# DOCX extraction

This notebook shows examples of text extraction from DOCX files with different packages

**Table of contents**<a id='toc0_'></a>    
- 1. [Methods to load DOCX files](#toc1_)    
  - 1.1. [Load from unstructured local DOCX loader](#toc1_1_)    
  - 1.2. [Load from unstructured io API](#toc1_2_)    
- 2. [Evaluate loded docs by embedding similarity](#toc2_)    
  - 2.1. [Embedding & Storage](#toc2_1_)    
  - 2.2. [Similarity search](#toc2_2_)    

<!-- vscode-jupyter-toc-config
	numbering=true
	anchor=true
	flat=false
	minLevel=2
	maxLevel=4
	/vscode-jupyter-toc-config -->
<!-- THIS CELL WILL BE REPLACED ON TOC UPDATE. DO NOT WRITE YOUR TEXT IN THIS CELL -->

In [1]:
import os
import sys

current_dir = os.getcwd()
kit_dir = os.path.abspath(os.path.join(current_dir, ".."))
repo_dir = os.path.abspath(os.path.join(kit_dir, ".."))

sys.path.append(kit_dir)
sys.path.append(repo_dir)

import glob
import pandas as pd
from dotenv import load_dotenv
from langchain.text_splitter import RecursiveCharacterTextSplitter
from tqdm.autonotebook import trange


  from tqdm.autonotebook import trange


## 1. <a id='toc1_'></a>[Methods to load DOCX files](#toc0_)

In [2]:
folder_loc = os.path.join(kit_dir,'data/sample_data/sample_files/')
docx_files = list(glob.glob(f'{folder_loc}/*.docx'))
file_path = docx_files[0]


##### Load text splitter

In [12]:
text_splitter = RecursiveCharacterTextSplitter(
        # Set a small chunk size, just to make splitting evident.
        chunk_size = 200,
        chunk_overlap  = 20,
        length_function = len,
        add_start_index = True,
        separators = ["\n\n\n","\n\n", "\n", "."]
    )

### 1.1. <a id='toc1_1_'></a>[Load from unstructured local DOCX loader](#toc0_)

In [13]:
from langchain.document_loaders import UnstructuredWordDocumentLoader

loader = UnstructuredWordDocumentLoader(file_path, mode="elements")
docs_unstructured_local = loader.load_and_split(text_splitter = text_splitter)
for doc in docs_unstructured_local:
    print(f'{doc.page_content}\n---')

US Trustee Handbook
---
CHAPTER 1
---
INTRODUCTION
---
CHAPTER 1 – INTRODUCTION
---
A.	PURPOSE
---
The United States Trustee appoints and supervises standing trustees and monitors and supervises cases under chapter 13 of title 11 of the United States Code.  28 U.S.C. § 586(b)
---
.S.C. § 586(b).  The Handbook, issued as part of our duties under 28 U.S.C
---
. § 586, establishes or clarifies the position of the United States Trustee Program (Program) on the duties owed by a standing trustee to the debtors, creditors, other parties in interest, and the United States Trustee
---
.  The Handbook does not present a full and complete statement of the law; it should not be used as a substitute for legal research and analysis
---
.  The standing trustee must be familiar with relevant provisions of the Bankruptcy Code, Federal Rules of Bankruptcy Procedure (Rules), any local bankruptcy rules, and case law.  11 U.S.C
---
.  11 U.S.C. § 321, 28 U.S.C. § 586, 28 C.F.R. § 58.6(a)(3).  Standing trus

### 1.2. <a id='toc1_2_'></a>[Load from unstructured io API](#toc0_)

In [14]:
from langchain.document_loaders import UnstructuredAPIFileLoader
# register at Unstructured.io to get a free API Key
load_dotenv(os.path.join(repo_dir,'.env'))

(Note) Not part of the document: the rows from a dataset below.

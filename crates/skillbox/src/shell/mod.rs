//! Restricted command interpreter.
//!
//! The [`Interpreter`] runs shell-like command lines against a [`Vfs`]:
//!
//! - pipelines (`|`), lists (`&&`, `||`, `;`, newlines)
//! - redirects (`<`, `>`, `>>`, `2>`, `2>>`, `2>&1`, `>&2`)
//! - variables, quoting and globbing
//! - script files run with `sh`, `bash`, `source` or a path
//!
//! Only the registered builtins can run. There is no process spawning, so the
//! builtin table is the isolation boundary.
//!
//! Every call produces a [`CommandResult`]. Syntax errors, unknown commands,
//! missing files and timeouts are all reported through the exit code and
//! stderr, never as a Rust error.
//!
//! # Example
//!
//! ```rust,ignore
//! use skillbox::{Interpreter, ResourceLimits, Vfs};
//!
//! let fs = Vfs::in_memory();
//! fs.write_file("/sales.csv", b"West,apple,10\nEast,pear,7\n").await?;
//!
//! let result = Interpreter::new()
//!     .execute(&fs, "grep West sales.csv | cut -d, -f2", "/", &ResourceLimits::default())
//!     .await;
//! assert_eq!(result.stdout, "apple\n");
//! ```

mod builtins;
mod expand;
mod parser;
mod state;

use std::borrow::Cow;
use std::collections::HashMap;
use std::fmt;
use std::io::Write;
use std::sync::Arc;

use futures::future::BoxFuture;
use schemars::JsonSchema;
use serde::{Deserialize, Serialize};

pub use builtins::{Builtin, CommandContext};
pub use parser::ParseError;

use crate::limits::{LimitedBuffer, ResourceLimits};
use crate::vfs::{FsError, FsResult, Vfs, path};
use parser::{Connector, Pipeline, RedirectOp, Script, SimpleCommand};
use state::ShellState;

/// Exit code for a command that is not in the whitelist.
pub const EXIT_COMMAND_NOT_FOUND: i32 = 127;

/// Exit code for syntax and usage errors.
pub const EXIT_USAGE: i32 = 2;

/// Exit code for a command that ran past its deadline.
pub const EXIT_TIMEOUT: i32 = 124;

/// How deeply scripts may invoke other scripts.
const MAX_SCRIPT_DEPTH: usize = 16;
//! Sandbox capability contract and its virtual implementation.
//!
//! The tool layer only ever talks to a [`Sandbox`]: run a command, read a
//! file, upload a batch of files. [`VirtualSandbox`] backs that contract with
//! the [`Interpreter`](crate::Interpreter) running over a [`Vfs`](crate::Vfs).

mod config;
mod virtual_sandbox;

use std::time::Duration;

use async_trait::async_trait;
use thiserror::Error;

pub use config::SandboxConfig;
pub use virtual_sandbox::{VirtualSandbox, VirtualSandboxBuilder};

use crate::shell::CommandResult;
use crate::vfs::FsError;

/// A file to materialize inside the sandbox.
#[derive(Debug, Clone, PartialEq, Eq)]
pub struct SandboxFile {
    /// Absolute path in sandbox coordinates.
    pub path: String,
    /// Raw content.
    pub content: Vec<u8>,
}

impl SandboxFile {
    /// Create a file entry.
    pub fn new(path: impl Into<String>, content: impl Into<Vec<u8>>) -> Self {
        Self {
            path: path.into(),
            content: content.into(),
        }
    }
}

/// Paths written by a successful upload, in upload order.
#[derive(Debug, Clone, Default, PartialEq, Eq)]
pub struct UploadReport {
    /// Sandbox paths that were written.
    pub written: Vec<String>,
}

impl UploadReport {
    /// Number of files written.
    pub fn len(&self) -> usize {
        self.written.len()
    }

    /// Whether nothing was written.
    pub fn is_empty(&self) -> bool {
        self.written.is_empty()
    }
}

/// Errors from sandbox setup and uploads.
#[derive(Debug, Error)]
pub enum SandboxError {
    /// An upload stopped partway through.
    ///
    /// Files in `written` are in place; `failed` and everything after it
    /// were not written.
    #[error("upload failed at {failed} after writing {} file(s): {source}", written.len())]
    PartialUpload {
        /// Paths written before the failure.
        written: Vec<String>,
        /// The path that could not be written.
        failed: String,
        /// Why it failed.
        #[source]
        source: FsError,
    },
    /// The sandbox could not be set up.
    #[error("sandbox setup failed: {0}")]
    Setup(#[from] FsError),
}

/// Command execution and file access against an isolated environment.
///
/// Per-call failures (unknown commands, missing files, timeouts) come back in
/// the [`CommandResult`]; only file access and uploads return `Err`.
#[async_trait]
pub trait Sandbox: Send + Sync {
    /// Run a command line, optionally with a deadline shorter than the
    /// sandbox default. Longer deadlines are clamped to the default.
    async fn execute(&self, command: &str, timeout: Option<Duration>) -> CommandResult;

    /// Run a command line with the default deadline.
    async fn execute_command(&self, command: &str) -> CommandResult {
        self.execute(command, None).await
    }

    /// Read a file by sandbox path.
    async fn read_file(&self, path: &str) -> Result<Vec<u8>, FsError>;

    /// Write every file, in order, stopping at the first failure.
    async fn write_files(&self, files: &[SandboxFile]) -> Result<UploadReport, SandboxError>;
}
//! Word expansion: variables, field splitting and globbing.

use glob::{MatchOptions, Pattern};

use super::parser::{Word, WordPart};
use super::state::ShellState;
use crate::vfs::{Vfs, path};

const GLOB_OPTIONS: MatchOptions = MatchOptions {
    case_sensitive: true,
    require_literal_separator: true,
    require_literal_leading_dot: true,
};

#[derive(Debug, Default)]
struct Field {
    text: String,
    /// Same as `text` but with quoted characters escaped for globbing.
    pattern: String,
    glob: bool,
    present: bool,
}

impl Field {
    fn push_quoted(&mut self, s: &str) {
        self.text.push_str(s);
        self.pattern.push_str(&Pattern::escape(s));
        self.present = true;
    }

    fn push_unquoted(&mut self, s: &str) {
        self.text.push_str(s);
        self.pattern.push_str(s);
        if s.contains(['*', '?', '[']) {
            self.glob = true;
        }
        if !s.is_empty() {
            self.present = true;
        }
    }
}

fn fields(word: &Word, state: &ShellState) -> Vec<Field> {
    let mut out = Vec::new();
    let mut cur = Field::default();

    for part in &word.parts {
        match part {
            WordPart::Literal { text, quoted: true } => cur.push_quoted(text),
            WordPart::Literal {
                text,
                quoted: false,
            } => cur.push_unquoted(text),
            WordPart::Var { name, quoted, .. } if name == "@" => {
                for (i, arg) in state.args().iter().enumerate() {
                    if *quoted {
                        if i > 0 {
                            out.push(std::mem::take(&mut cur));
                        }
                        cur.push_quoted(arg);
                    } else {
                        for piece in arg.split_whitespace() {
                            if cur.present {
                                out.push(std::mem::take(&mut cur));
                            }
                            cur.push_unquoted(piece);
                        }
                    }
                }
            }
            WordPart::Var {
                name,
                default,
                quoted,
            } => {
                let value = match state.lookup(name) {
                    Some(v) if !v.is_empty() || default.is_none() => v,
                    _ => default.clone().unwrap_or_default(),
                };
                if *quoted {
                    cur.push_quoted(&value);
                } else {
                    for (i, piece) in value.split_whitespace().enumerate() {
                        if i > 0 {
                            out.push(std::mem::take(&mut cur));
                        }
                        cur.push_unquoted(piece);
                    }
                }
            }
        }
    }

    if cur.present {
        out.push(cur);
    }
    out
}

/// Expand a word without splitting or globbing (redirect targets,
/// assignment values).
pub(crate) fn expand_single(word: &Word, state: &ShellState) -> String {
    let mut out = String::new();
    for part in &word.parts {
        match part {
            WordPart::Literal { text, .. } => out.push_str(text),
            WordPart::Var { name, default, .. } => {
                let value = match state.lookup(name) {
                    Some(v) if !v.is_empty() || default.is_none() => v,
                    _ => default.clone().unwrap_or_default(),
                };
                out.push_str(&value);
            }
        }
    }
    out
}

/// Expand command words into arguments.
pub(crate) async fn expand_words(words: &[Word], state: &ShellState, fs: &Vfs) -> Vec<String> {
    let mut args = Vec::new();
    for word in words {
        for field in fields(word, state) {
            if field.glob {
                args.extend(glob(&field, fs, &state.cwd).await);
            } else {
                args.push(field.text);
            }
        }
    }
    args
}

/// Expand a glob against the filesystem. No match keeps the word as-is.
async fn glob(field: &Field, fs: &Vfs, cwd: &str) -> Vec<String> {
    let absolute = field.pattern.starts_with('/');
    let start_dir = if absolute { "/".to_string() } else { cwd.to_string() };
    let start_shown = if absolute { "/".to_string() } else { String::new() };

    let components: Vec<&str> = field.pattern.split('/').filter(|c| !c.is_empty()).collect();
    let mut candidates = vec![(start_dir, start_shown)];

    for (idx, component) in components.iter().enumerate() {
        let last = idx + 1 == components.len();
        let mut next = Vec::new();

        for (dir, shown) in &candidates {
            if *component == "." || *component == ".." {
                if let Ok(joined) = path::join(dir, component) {
                    next.push((joined, append_shown(shown, component)));
                }
                continue;
            }

            let Ok(pattern) = Pattern::new(component) else {
                return vec![field.text.clone()];
            };
            let Ok(entries) = fs.list(dir).await else {
                continue;
            };
            for entry in entries {
                if !pattern.matches_with(&entry.name, GLOB_OPTIONS) {
                    continue;
                }
                if !last && !entry.metadata.is_dir {
                    continue;
                }
                if let Ok(joined) = path::join(dir, &entry.name) {
                    next.push((joined, append_shown(shown, &entry.name)));
                }
            }
        }
        candidates = next;
        if candidates.is_empty() {
            break;
        }
    }

    let mut matches: Vec<String> = candidates.into_iter().map(|(_, shown)| shown).collect();
    if matches.is_empty() || components.is_empty() {
        return vec![field.text.clone()];
    }
    matches.sort();
    matches
}

fn append_shown(shown: &str, name: &str) -> String {
    if shown.is_empty() {
        name.to_string()
    } else if shown.ends_with('/') {
        format!("{shown}{name}")
    } else {
        format!("{shown}/{name}")
    }
}

#[cfg(test)]
#[allow(clippy::unwrap_used)]
mod tests {
    use super::*;
    use crate::shell::parser::parse;

    fn words_of(line: &str) -> Vec<Word> {
        let script = parse(line).unwrap();
        script.lists[0].first[0].words.clone()
    }

    async fn expand(line: &str, state: &ShellState, fs: &Vfs) -> Vec<String> {
        expand_words(&words_of(line), state, fs).await
    }

    #[tokio::test]
    async fn test_variable_splitting() {
        let fs = Vfs::in_memory();
        let mut state = ShellState::new("/".into());
        state.env.insert("V".into(), "a  b".into());

        assert_eq!(expand("echo $V", &state, &fs).await, vec!["echo", "a", "b"]);
        assert_eq!(expand("echo \"$V\"", &state, &fs).await, vec!["echo", "a  b"]);
        assert_eq!(expand("echo x$V", &state, &fs).await, vec!["echo", "xa", "b"]);
    }

    #[tokio::test]
    async fn test_empty_unquoted_var_vanishes() {
        let fs = Vfs::in_memory();
        let state = ShellState::new("/".into());
        assert_eq!(expand("echo $NOPE", &state, &fs).await, vec!["echo"]);
        assert_eq!(expand("echo \"$NOPE\"", &state, &fs).await, vec!["echo", ""]);
    }

    #[tokio::test]
    async fn test_default_value() {
        let fs = Vfs::in_memory();
        let state = ShellState::new("/".into());
        assert_eq!(
            expand("head -n ${1:-10}", &state, &fs).await,
            vec!["head", "-n", "10"]
        );
    }

    #[tokio::test]
    async fn test_quoted_at_keeps_arguments() {
        let fs = Vfs::in_memory();
        let mut state = ShellState::new("/".into());
        state.positional = vec!["s".into(), "a b".into(), "c".into()];

        assert_eq!(expand("f \"$@\"", &state, &fs).await, vec!["f", "a b", "c"]);
        assert_eq!(expand("f $@", &state, &fs).await, vec!["f", "a", "b", "c"]);
    }

    #[tokio::test]
    async fn test_glob_expansion() {
        let fs = Vfs::in_memory();
        fs.write_file("/data/b.csv", b"").await.unwrap();
        fs.write_file("/data/a.csv", b"").await.unwrap();
        fs.write_file("/data/notes.txt", b"").await.unwrap();
        fs.write_file("/data/.hidden.csv", b"").await.unwrap();
        let state = ShellState::new("/data".into());

        assert_eq!(expand("ls *.csv", &state, &fs).await, vec!["ls", "a.csv", "b.csv"]);
        assert_eq!(
            expand("ls /data/*.csv", &state, &fs).await,
            vec!["ls", "/data/a.csv", "/data/b.csv"]
        );
        // Quoted globs are literal; unmatched globs stay as written
        assert_eq!(expand("ls '*.csv'", &state, &fs).await, vec!["ls", "*.csv"]);
        assert_eq!(expand("ls *.json", &state, &fs).await, vec!["ls", "*.json"]);
    }

    #[tokio::test]
    async fn test_glob_through_directories() {
        let fs = Vfs::in_memory();
        fs.write_file("/skills/csv/SKILL.md", b"").await.unwrap();
        fs.write_file("/skills/text/SKILL.md", b"").await.unwrap();
        fs.write_file("/skills/README", b"").await.unwrap();
        let state = ShellState::new("/".into());

        assert_eq!(
            expand("cat /skills/*/SKILL.md", &state, &fs).await,
            vec!["cat", "/skills/csv/SKILL.md", "/skills/text/SKILL.md"]
        );
    }
}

loader = UnstructuredAPIFileLoader(file_path,
                                   mode="elements",
                                   api_key=os.environ.get('UNSTRUCTURED_API_KEY'),
                                   url=os.environ.get("UNSTRUCTURED_URL"))
docs_unstructured_api = loader.load_and_split(text_splitter = text_splitter)
for doc in docs_unstructured_api:
    print(f'{doc.page_content}\n---')

US Trustee Handbook
---
CHAPTER 1
---
INTRODUCTION
---
CHAPTER 1 – INTRODUCTION
---
A.	PURPOSE
---
The United States Trustee appoints and supervises standing trustees and monitors and supervises cases under chapter 13 of title 11 of the United States Code.  28 U.S.C. § 586(b)
---
.S.C. § 586(b).  The Handbook, issued as part of our duties under 28 U.S.C
---
. § 586, establishes or clarifies the position of the United States Trustee Program (Program) on the duties owed by a standing trustee to the debtors, creditors, other parties in interest, and the United States Trustee
---
.  The Handbook does not present a full and complete statement of the law; it should not be used as a substitute for legal research and analysis
---
.  The standing trustee must be familiar with relevant provisions of the Bankruptcy Code, Federal Rules of Bankruptcy Procedure (Rules), any local bankruptcy rules, and case law.  11 U.S.C
---
.  11 U.S.C. § 321, 28 U.S.C. § 586, 28 C.F.R. § 58.6(a)(3).  Standing trus

## 2. <a id='toc2_'></a>[Evaluate loded docs by embedding similarity](#toc0_)

### 2.1. <a id='toc2_1_'></a>[Embedding & Storage](#toc0_)

In [11]:
from langchain.embeddings import HuggingFaceInstructEmbeddings
from langchain.vectorstores import FAISS

encode_kwargs = {'normalize_embeddings': True}
embd_model = HuggingFaceInstructEmbeddings( model_name='intfloat/e5-large-v2',
                                            embed_instruction="", # no instructions needed for candidate passages
                                            query_instruction="Represent this sentence for searching relevant passages: ",
                                            encode_kwargs=encode_kwargs)
vectorstore_unstructured_local = FAISS.from_documents(documents=docs_unstructured_local, embedding=embd_model)
vectorstore_unstructured_api = FAISS.from_documents(documents=docs_unstructured_api, embedding=embd_model)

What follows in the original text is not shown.